Даже в самые трудные периоды своей жизни, например после снятия спектакля «Богатыри» Д. Бедного, Таиров утверждает свои права художника. Вопреки существовавшим по этому поводу суждениям, он хочет, чтоб Камерный театр оставался синтетическим. Он оберегает традиции, сложившиеся в творчестве Камерного театра за годы его развития. Он настаивает на том, что социалистический реализм не должен попирать различные художественные направления в искусстве, не должен {69} поощрять унификацию, что не может быть такого положения, когда одно творческое направление является «единственно определяющим социалистический реализм»[cxxiii]. Примечательно, что мнение Таирова соответствовало положению Устава Союза советских писателей, где говорилось о правомерности различных художественных направлений в русле социалистического реализма. Оно соответствовало ленинскому взгляду на то, что литературное дело менее всего поддается нивелированию, «господству большинства над меньшинством». Но зато это мнение не соответствовало представлениям, достаточно укоренившимся в то время на практике, — что реализм предполагает лишь определенные формы, формы жизненно достоверные. Тот, кто сомневался, может ли существовать синтетический театр в русле социалистического реализма, бесспорно сужал взгляд на реалистическое искусство. Примерно годом раньше, в момент дискуссий о формализме в 1936 году, Таиров в своей опубликованной журналом «Театр и драматургия» речи выражал свой постоянный взгляд: «Каждый художник должен идти своей дорогой в искусстве, ибо социалистический реализм — это огромное русло, в которое втекает большое количество рек и ручейков индивидуального творчества». В дальнейшем снова и снова он будет повторять, что театр должен говорить «в полный голос», но непременно «своим голосом»[cxxiv]. Критикуя многие страницы истории Камерного театра, он не отбрасывает, не забывает его прошлого; опять и опять утверждает право на поиски, о чем говорит труппе театра в 1944 году[cxxv], на Художественном совете Комитета по делам искусств в 1946 году[cxxvi] и всюду, где берет слово.

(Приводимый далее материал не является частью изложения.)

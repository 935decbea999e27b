use reqwest::blocking::Client;
use std::{io::Read, thread::sleep, time::Duration};

use crate::error::{MgdlError, MgdlResult};

const INITIAL_DELAY: u64 = 300;
const USER_AGENT: &str = concat!(env!("CARGO_PKG_NAME"), "/", env!("CARGO_PKG_VERSION"));

/// The HTTP capabilities the downloader needs from its transport.
pub trait Fetch {
    /// Fetch a whole response body. `query` is appended in order.
    fn get(&self, url: &str, query: &[(&str, &str)]) -> MgdlResult<Vec<u8>>;

    /// Open a response body for streaming, once the status is known good.
    fn open(&self, url: &str) -> MgdlResult<Box<dyn Read>>;
}

impl<T: Fetch + ?Sized> Fetch for &T {
    fn get(&self, url: &str, query: &[(&str, &str)]) -> MgdlResult<Vec<u8>> {
        (**self).get(url, query)
    }

    fn open(&self, url: &str) -> MgdlResult<Box<dyn Read>> {
        (**self).open(url)
    }
}

pub struct HttpClient {
    client: Client,
    max_attempts: usize,
}

impl HttpClient {
    pub fn new(timeout: Duration, max_attempts: usize) -> MgdlResult<Self> {
        let client = Client::builder()
            .timeout(timeout)
            .user_agent(USER_AGENT)
            .build()?;

        Ok(Self {
            client,
            max_attempts: max_attempts.max(1),
        })
    }
}

impl Fetch for HttpClient {
    fn get(&self, url: &str, query: &[(&str, &str)]) -> MgdlResult<Vec<u8>> {
        retry(
            || {
                let response = self.client.get(url).query(query).send()?.error_for_status()?;
                Ok(response.bytes()?.to_vec())
            },
            self.max_attempts,
            INITIAL_DELAY,
        )
    }

    fn open(&self, url: &str) -> MgdlResult<Box<dyn Read>> {
        retry(
            || {
                let response = self.client.get(url).send()?.error_for_status()?;
                Ok(Box::new(response) as Box<dyn Read>)
            },
            self.max_attempts,
            INITIAL_DELAY,
        )
    }
}

fn retry<F, T>(mut operation: F, max_attempts: usize, initial_delay: u64) -> MgdlResult<T>
where
    F: FnMut() -> MgdlResult<T>,
{
    let mut delay = initial_delay;

    for attempt in 0..max_attempts {
        match operation() {
            Ok(result) => return Ok(result),
            Err(_) if attempt + 1 < max_attempts => {
                sleep(Duration::from_millis(delay));
                delay *= 2;
            }
            Err(e) => return Err(e),
        }
    }

    Err(MgdlError::Remote("Max retry attempts exhausted".into()))
}

#[cfg(test)]
mod tests {
    use super::*;
    use std::cell::Cell;

    #[test]
    fn retry_stops_on_first_success() {
        let calls = Cell::new(0);
        let result = retry(
            || {
                calls.set(calls.get() + 1);
                if calls.get() < 2 {
                    Err(MgdlError::Remote("flaky".into()))
                } else {
                    Ok(calls.get())
                }
            },
            3,
            0,
        );
        assert_eq!(result.unwrap(), 2);
    }

    #[test]
    fn retry_single_attempt_propagates() {
        let calls = Cell::new(0);
        let result: MgdlResult<()> = retry(
            || {
                calls.set(calls.get() + 1);
                Err(MgdlError::Remote("down".into()))
            },
            1,
            0,
        );
        assert!(matches!(result, Err(MgdlError::Remote(_))));
        assert_eq!(calls.get(), 1);
    }
}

Еще и еще размышляя о социалистическом реализме, он записывает в дневнике: «Социалистический реализм питается определяющей его идеей. С этой точки зрения социалистический реализм — это реализм воинствующий, стремящийся не только объяснить мир, но и изменить его (марксистская формула)». И тут же отмечает, повторяя свою постоянную упорную мысль — мысль, в которой он убежден твердо и непоколебимо:
«… Реализм ГМКТ [Государственного московского Камерного театра] не считает нужным обманывать зрителя суррогатом жизни, [не пытается] стать ее эрзацем, заменителем, не воспроизводит жизнь в обстановке {70} и характерах, не подражает ей, а творит ее заново в живых образах, в истине страстей, чувств, логики и психологии созданных персонажей»[cxxvii]. Когда в одной из своих дневниковых заметок того же, 1945 года он пишет: «Только эпигоны стремятся к канонизации и прячутся за нее, как за баррикаду»[cxxviii], — это неуемный голос Таирова, не смолкающий, несмотря ни на что.

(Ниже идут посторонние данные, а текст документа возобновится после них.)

use std::fs::{self, File};
use std::io;
use std::path::{Path, PathBuf};
use walkdir::WalkDir;
use zip::{write::SimpleFileOptions, CompressionMethod, ZipWriter};

use crate::{
    error::{MgdlError, MgdlResult},
    models::ArchiveRequest,
};

pub const ARCHIVE_EXTENSION: &str = "cbz";

/// Packs download folders into `.cbz` files inside `dest_folder`.
pub struct Archiver {
    dest_folder: PathBuf,
    overwrite: bool,
}

impl Archiver {
    pub fn new(dest_folder: impl Into<PathBuf>, overwrite: bool) -> Self {
        Self {
            dest_folder: dest_folder.into(),
            overwrite,
        }
    }

    /// Zip everything under `request.source` and leave it as
    /// `<dest_folder>/<name>.cbz`. The intermediate `.zip` never survives.
    pub fn archive(&self, request: &ArchiveRequest) -> MgdlResult<PathBuf> {
        let source = &request.source;
        if !source.is_dir() {
            return Err(MgdlError::Io(io::Error::new(
                io::ErrorKind::NotFound,
                format!("{} is not a directory", source.display()),
            )));
        }

        // Names may contain dots ("Chapter 10.5"), so extensions are appended
        // rather than set.
        let zip_path = self.dest_folder.join(format!("{}.zip", request.name));
        let cbz_path = self
            .dest_folder
            .join(format!("{}.{}", request.name, ARCHIVE_EXTENSION));

        if cbz_path.exists() && !self.overwrite {
            return Err(MgdlError::Archive(format!(
                "{} already exists and overwriting is disabled",
                cbz_path.display()
            )));
        }

        fs::create_dir_all(&self.dest_folder)?;

        let stored = write_zip(source, &zip_path).and_then(|files| match files {
            0 => Err(MgdlError::Io(io::Error::new(
                io::ErrorKind::NotFound,
                format!("{} contains no files", source.display()),
            ))),
            _ => Ok(()),
        });
        if let Err(err) = stored {
            let _ = fs::remove_file(&zip_path);
            return Err(err);
        }

        if cbz_path.exists() {
            fs::remove_file(&cbz_path)?;
        }
        fs::rename(&zip_path, &cbz_path)?;

        Ok(cbz_path)
    }
}

/// Writes `source`'s tree into `zip_path` with entry names relative to
/// `source`. Returns the number of files stored.
fn write_zip(source: &Path, zip_path: &Path) -> MgdlResult<usize> {
    let file = File::create(zip_path)?;
    let mut zip = ZipWriter::new(file);
    let options = SimpleFileOptions::default().compression_method(CompressionMethod::Deflated);
    let mut files = 0;

    for entry in WalkDir::new(source).min_depth(1).sort_by_file_name() {
        let entry = entry?;
        let relative = entry
            .path()
            .strip_prefix(source)
            .map_err(|err| MgdlError::Archive(err.to_string()))?;
        let name = relative
            .components()
            .map(|c| c.as_os_str().to_string_lossy())
            .collect::<Vec<_>>()
            .join("/");

        if entry.file_type().is_dir() {
            zip.add_directory(format!("{}/", name), options)?;
        } else if entry.file_type().is_file() {
            zip.start_file(name, options)?;
            let mut input = File::open(entry.path())?;
            io::copy(&mut input, &mut zip)?;
            files += 1;
        }
    }

    zip.finish()?;
    Ok(files)
}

На обсуждении «Чайки» в 1944 году он говорил: «Искусство [театра] тем и прекрасно, в том его очарование и его тайна (не будем бояться этого слова!), что каждый художник вскрывает в своем произведении подлинные тайники своей души, своего восприятия жизни и автора…» «Если театр будет давать только автора, то это будет не творческая работа…» Снова и снова Таиров утверждает самостоятельность сценического творчества. Он цитирует слова Треплева из «Чайки». «Я все больше и больше прихожу к убеждению, что дело не в старых и не в новых формах, а в том, что человек пишет, не думая ни о каких формах, пишет, потому что это свободно льется из его души». Подобно тому, как Островский с его пониманием театрального реализма станет в 40‑х годах союзником Таирова, поможет ему утвердить свой взгляд на театр, — Чехов устами Треплева способствует Таирову в его споре с догматизмом.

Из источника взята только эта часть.